ForceNet: A Graph Neural Network for Large-Scale Quantum Calculations
Weihua Hu, Muhammed Shuaibi, Abhishek Das, Siddharth Goyal, Anuroop, Sriram, Jure Leskovec, Devi Parikh, C. Lawrence Zitnick

TL;DR
ForceNet is a scalable graph neural network that predicts atomic forces more accurately and efficiently than existing physics-based models by implicitly enforcing physical constraints through data augmentation.
Contribution
We introduce ForceNet, a novel GNN that forgoes explicit physical constraints, achieving better accuracy and efficiency on large-scale quantum physics data.
Findings
ForceNet outperforms state-of-the-art GNNs in force prediction accuracy.
ForceNet is faster in training and inference compared to existing models.
Implicit physical constraints via data augmentation are effective.
Abstract
With massive amounts of atomic simulation data available, there is a huge opportunity to develop fast and accurate machine learning models to approximate expensive physics-based calculations.

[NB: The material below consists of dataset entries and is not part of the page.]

//! The plugin seam every stage implements.
//!
//! Hooks are invoked synchronously, in declared pipeline order, once per build
//! pass: `resolve_id` and `transform` while the module graph is walked,
//! `generate_bundle` after the chunk is rendered, and `write_bundle` after the
//! artifacts hit disk. In watch mode `write_bundle` fires again on every
//! rebuild.

use std::borrow::Cow;
use std::path::{Path, PathBuf};
use std::sync::Arc;

use crate::bundle::{Bundle, WriteBundleArgs};
use crate::error::Result;

/// Outcome of a `resolve_id` hook.
#[derive(Debug, Clone, PartialEq, Eq)]
pub enum Resolution {
    /// Specifier resolves to a file on disk.
    File(PathBuf),
    /// Specifier is intentionally left out of the bundle.
    External,
}

pub trait Plugin: Send + Sync {
    /// Stage name, used in logs and diagnostics.
    fn name(&self) -> Cow<'static, str>;

    /// Map an import specifier to a module. First stage returning `Some` wins.
    fn resolve_id(&self, specifier: &str, importer: &Path) -> Result<Option<Resolution>> {
        let _ = (specifier, importer);
        Ok(None)
    }

    /// Rewrite a module's source. Returning `Some` replaces the code seen by
    /// later stages and by the import scanner.
    fn transform(&self, id: &Path, code: &str) -> Result<Option<String>> {
        let _ = (id, code);
        Ok(None)
    }

    /// Inspect or mutate the rendered bundle before it is written.
    fn generate_bundle(&self, bundle: &mut Bundle) -> Result<()> {
        let _ = bundle;
        Ok(())
    }

    /// React to a completed artifact write.
    fn write_bundle(&self, args: &WriteBundleArgs) -> Result<()> {
        let _ = args;
        Ok(())
    }
}

pub type SharedPlugin = Arc<dyn Plugin>;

The key quantity to estimate is atomic forces, where the state-of-the-art Graph Neural Networks (GNNs) explicitly enforce basic physical constraints such as rotation-covariance. However, to strictly satisfy the physical constraints, existing models have to make tradeoffs between computational efficiency and model expressiveness. Here we explore an alternative approach. By not imposing explicit physical constraints, we can flexibly design expressive models while maintaining their computational efficiency. Physical constraints are implicitly imposed by training the models using physics-based data augmentation. To evaluate the approach, we carefully design a scalable and expressive GNN model,…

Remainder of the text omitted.